• YOUR TASK:
Copy out each line of the listing below where the string "load" appears.

• SOURCE DATA:
⟨

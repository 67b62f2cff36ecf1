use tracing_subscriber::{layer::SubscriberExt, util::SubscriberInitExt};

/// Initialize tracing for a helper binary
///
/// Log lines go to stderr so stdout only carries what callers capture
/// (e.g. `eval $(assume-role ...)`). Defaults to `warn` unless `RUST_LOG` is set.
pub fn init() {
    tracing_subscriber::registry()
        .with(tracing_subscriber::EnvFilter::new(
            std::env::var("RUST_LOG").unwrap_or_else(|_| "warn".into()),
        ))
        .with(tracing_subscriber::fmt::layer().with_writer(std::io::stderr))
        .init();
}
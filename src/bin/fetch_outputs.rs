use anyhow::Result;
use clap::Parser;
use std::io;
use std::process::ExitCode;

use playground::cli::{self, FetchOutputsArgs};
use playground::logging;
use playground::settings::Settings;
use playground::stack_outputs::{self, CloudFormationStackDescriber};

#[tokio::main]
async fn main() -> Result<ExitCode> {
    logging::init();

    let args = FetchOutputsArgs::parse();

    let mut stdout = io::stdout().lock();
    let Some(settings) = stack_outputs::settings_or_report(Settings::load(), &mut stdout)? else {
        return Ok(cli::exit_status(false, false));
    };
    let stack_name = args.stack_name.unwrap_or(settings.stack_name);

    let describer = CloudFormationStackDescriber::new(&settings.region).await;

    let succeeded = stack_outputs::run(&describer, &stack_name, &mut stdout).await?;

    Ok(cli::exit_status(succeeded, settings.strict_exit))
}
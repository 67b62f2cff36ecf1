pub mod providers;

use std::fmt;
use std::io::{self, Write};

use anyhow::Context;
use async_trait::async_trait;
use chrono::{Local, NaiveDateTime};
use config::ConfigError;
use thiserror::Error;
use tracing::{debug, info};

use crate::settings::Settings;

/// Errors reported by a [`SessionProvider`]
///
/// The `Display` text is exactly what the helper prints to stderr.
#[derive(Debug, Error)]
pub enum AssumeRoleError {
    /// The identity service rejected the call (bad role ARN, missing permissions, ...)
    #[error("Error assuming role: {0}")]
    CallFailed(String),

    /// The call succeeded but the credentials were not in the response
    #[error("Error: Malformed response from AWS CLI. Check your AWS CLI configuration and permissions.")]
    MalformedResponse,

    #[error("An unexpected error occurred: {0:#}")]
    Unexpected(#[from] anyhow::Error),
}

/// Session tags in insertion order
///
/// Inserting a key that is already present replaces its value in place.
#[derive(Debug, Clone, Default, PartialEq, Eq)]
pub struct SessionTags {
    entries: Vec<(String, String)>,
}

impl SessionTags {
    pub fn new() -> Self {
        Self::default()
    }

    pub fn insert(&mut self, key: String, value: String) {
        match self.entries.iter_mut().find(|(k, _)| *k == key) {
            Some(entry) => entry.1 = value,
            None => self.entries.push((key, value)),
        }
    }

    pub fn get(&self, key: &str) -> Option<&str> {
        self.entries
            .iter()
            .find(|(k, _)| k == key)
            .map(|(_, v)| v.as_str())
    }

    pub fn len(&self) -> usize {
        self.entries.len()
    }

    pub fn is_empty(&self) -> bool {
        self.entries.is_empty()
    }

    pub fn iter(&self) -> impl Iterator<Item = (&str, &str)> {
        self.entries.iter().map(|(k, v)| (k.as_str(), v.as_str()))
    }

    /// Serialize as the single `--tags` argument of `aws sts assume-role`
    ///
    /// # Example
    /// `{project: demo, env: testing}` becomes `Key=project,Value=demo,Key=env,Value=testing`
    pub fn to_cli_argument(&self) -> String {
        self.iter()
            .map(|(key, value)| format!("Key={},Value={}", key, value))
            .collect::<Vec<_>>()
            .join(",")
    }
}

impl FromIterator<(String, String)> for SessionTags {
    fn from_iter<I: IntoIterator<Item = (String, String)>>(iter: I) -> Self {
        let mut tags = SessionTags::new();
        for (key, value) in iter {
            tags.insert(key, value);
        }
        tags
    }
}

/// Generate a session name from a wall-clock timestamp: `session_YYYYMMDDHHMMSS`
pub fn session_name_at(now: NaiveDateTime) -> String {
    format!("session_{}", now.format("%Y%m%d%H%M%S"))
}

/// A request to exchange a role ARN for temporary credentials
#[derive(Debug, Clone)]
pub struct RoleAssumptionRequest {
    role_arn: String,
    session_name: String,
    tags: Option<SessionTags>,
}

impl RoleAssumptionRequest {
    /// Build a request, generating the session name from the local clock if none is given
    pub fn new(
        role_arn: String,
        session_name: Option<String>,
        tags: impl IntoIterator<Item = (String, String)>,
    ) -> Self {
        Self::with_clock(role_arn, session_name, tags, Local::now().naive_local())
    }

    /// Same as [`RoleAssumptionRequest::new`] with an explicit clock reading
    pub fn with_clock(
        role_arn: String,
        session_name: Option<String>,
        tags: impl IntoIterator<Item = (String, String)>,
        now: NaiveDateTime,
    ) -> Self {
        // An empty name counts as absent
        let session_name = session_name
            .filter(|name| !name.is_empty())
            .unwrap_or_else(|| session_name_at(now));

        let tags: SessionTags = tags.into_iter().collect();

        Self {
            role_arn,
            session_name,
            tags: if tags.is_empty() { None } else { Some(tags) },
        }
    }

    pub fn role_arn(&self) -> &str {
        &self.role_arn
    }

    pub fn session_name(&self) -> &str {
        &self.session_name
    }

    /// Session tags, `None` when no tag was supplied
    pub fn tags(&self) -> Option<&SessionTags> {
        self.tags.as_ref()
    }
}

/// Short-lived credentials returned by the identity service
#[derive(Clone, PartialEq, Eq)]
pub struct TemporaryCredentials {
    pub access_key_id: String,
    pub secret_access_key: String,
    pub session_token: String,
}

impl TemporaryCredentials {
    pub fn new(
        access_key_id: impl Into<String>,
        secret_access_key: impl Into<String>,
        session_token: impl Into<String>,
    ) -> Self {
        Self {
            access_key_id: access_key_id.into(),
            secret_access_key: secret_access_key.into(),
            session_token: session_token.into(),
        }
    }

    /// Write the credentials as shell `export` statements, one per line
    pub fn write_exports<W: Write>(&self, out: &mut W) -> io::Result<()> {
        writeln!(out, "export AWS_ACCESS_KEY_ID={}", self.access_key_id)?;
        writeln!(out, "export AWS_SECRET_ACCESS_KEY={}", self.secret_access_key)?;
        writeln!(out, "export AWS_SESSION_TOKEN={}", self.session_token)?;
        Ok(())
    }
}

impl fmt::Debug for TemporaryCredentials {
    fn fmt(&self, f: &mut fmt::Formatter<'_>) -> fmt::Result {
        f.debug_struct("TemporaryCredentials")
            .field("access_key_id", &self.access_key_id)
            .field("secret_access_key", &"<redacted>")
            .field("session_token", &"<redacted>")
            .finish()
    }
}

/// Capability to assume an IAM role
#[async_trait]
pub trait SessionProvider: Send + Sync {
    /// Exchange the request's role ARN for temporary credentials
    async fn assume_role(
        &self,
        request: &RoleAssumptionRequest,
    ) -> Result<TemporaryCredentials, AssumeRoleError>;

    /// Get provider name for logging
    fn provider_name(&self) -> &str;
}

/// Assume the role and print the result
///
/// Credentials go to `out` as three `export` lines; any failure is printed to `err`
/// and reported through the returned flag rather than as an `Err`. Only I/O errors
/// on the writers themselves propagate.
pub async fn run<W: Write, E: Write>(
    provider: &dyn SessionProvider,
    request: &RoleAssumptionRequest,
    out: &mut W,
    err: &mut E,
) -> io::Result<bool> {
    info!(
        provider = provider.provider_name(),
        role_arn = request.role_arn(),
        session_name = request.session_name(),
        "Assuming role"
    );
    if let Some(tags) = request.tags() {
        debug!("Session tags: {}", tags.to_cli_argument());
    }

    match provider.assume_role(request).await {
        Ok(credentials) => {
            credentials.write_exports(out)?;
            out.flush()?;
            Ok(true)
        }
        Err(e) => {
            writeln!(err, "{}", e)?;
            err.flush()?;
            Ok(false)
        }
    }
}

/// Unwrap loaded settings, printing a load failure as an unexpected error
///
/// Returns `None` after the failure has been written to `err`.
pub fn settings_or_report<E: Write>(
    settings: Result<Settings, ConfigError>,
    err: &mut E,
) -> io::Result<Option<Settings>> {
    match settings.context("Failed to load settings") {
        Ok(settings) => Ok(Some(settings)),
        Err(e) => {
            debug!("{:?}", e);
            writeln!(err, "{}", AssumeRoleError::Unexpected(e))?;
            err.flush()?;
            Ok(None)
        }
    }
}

⟩

• RESULT FOR THIS EXERCISE:
    let Some(settings) = stack_outputs::settings_or_report(Settings::load(), &mut stdout)? else {
/// Unwrap loaded settings, printing a load failure as an unexpected error
    match settings.context("Failed to load settings") {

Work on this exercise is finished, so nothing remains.